# DATA RECORDS
use serde::{Deserialize, Serialize};

use voice_intake_core::SlotKind;

/// Question the policy is currently waiting on
#[derive(Debug, Clone, Copy, PartialEq, Eq, Hash, Serialize, Deserialize)]
#[serde(rename_all = "snake_case")]
pub enum Step {
    Issue,
    Followup,
    Car,
    Name,
    Zip,
    Phone,
    Urgency,
    Drivable,
    Confirm,
}

impl Step {
    pub fn for_slot(slot: SlotKind) -> Self {
        match slot {
            SlotKind::Issue => Step::Issue,
            SlotKind::Car => Step::Car,
            SlotKind::Name => Step::Name,
            SlotKind::Zip => Step::Zip,
            SlotKind::Phone => Step::Phone,
            SlotKind::Urgency => Step::Urgency,
            SlotKind::Drivable => Step::Drivable,
        }
    }

    /// Slot collected at this step, if any
    pub fn slot(&self) -> Option<SlotKind> {
        match self {
            Step::Issue => Some(SlotKind::Issue),
            Step::Car => Some(SlotKind::Car),
            Step::Name => Some(SlotKind::Name),
            Step::Zip => Some(SlotKind::Zip),
            Step::Phone => Some(SlotKind::Phone),
            Step::Urgency => Some(SlotKind::Urgency),
            Step::Drivable => Some(SlotKind::Drivable),
            Step::Followup | Step::Confirm => None,
        }
    }

    /// Steps after the vehicle question, where zip and phone are picked up
    /// opportunistically
    pub fn past_car(&self) -> bool {
        matches!(
            self,
            Step::Name | Step::Zip | Step::Phone | Step::Urgency | Step::Drivable
        )
    }

    pub fn as_str(&self) -> &'static str {
        match self {
            Step::Issue => "issue",
            Step::Followup => "followup",
            Step::Car => "car",
            Step::Name => "name",
            Step::Zip => "zip",
            Step::Phone => "phone",
            Step::Urgency => "urgency",
            Step::Drivable => "drivable",
            Step::Confirm => "confirm",
        }
    }
}

impl std::fmt::Display for Step {
    fn fmt(&self, f: &mut std::fmt::Formatter<'_>) -> std::fmt::Result {
        f.write_str(self.as_str())
    }
}

/// Position in the dialogue state machine
#[derive(Debug, Clone, Copy, PartialEq, Eq, Serialize, Deserialize)]
#[serde(rename_all = "snake_case", tag = "phase")]
pub enum Phase {
    /// Asking for (or waiting on an answer to) a step
    Collecting { step: Step },
    /// Summary read back; `reprompts` counts ambiguous replies so far
    AwaitingConfirmation { reprompts: u32 },
    /// Caller said the summary was wrong; waiting for which field
    AwaitingCorrectionChoice,
    Confirmed,
    Transferred,
}

impl Default for Phase {
    fn default() -> Self {
        Phase::Collecting { step: Step::Issue }
    }
}

impl Phase {
    /// Terminal phases accept no further input
    pub fn is_terminal(&self) -> bool {
        matches!(self, Phase::Confirmed | Phase::Transferred)
    }

    pub fn current_step(&self) -> Step {
        match self {
            Phase::Collecting { step } => *step,
            _ => Step::Confirm,
        }
    }
}

#[cfg(test)]
mod tests {
    use super::*;

    #[test]
    fn test_step_slot_round_trip() {
        for slot in SlotKind::ORDER {
            assert_eq!(Step::for_slot(slot).slot(), Some(slot));
        }
        assert_eq!(Step::Followup.slot(), None);
    }

    #[test]
    fn test_phase_step() {
        assert_eq!(Phase::default().current_step(), Step::Issue);
        assert_eq!(
            Phase::AwaitingConfirmation { reprompts: 1 }.current_step(),
            Step::Confirm
        );
        assert!(Phase::Transferred.is_terminal());
        assert!(!Phase::AwaitingCorrectionChoice.is_terminal());
    }
}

# REQUIRED WORK
State the count of lines above containing the string "Issue", and add nothing to it.

# ANSWER TO THIS PROBLEM
6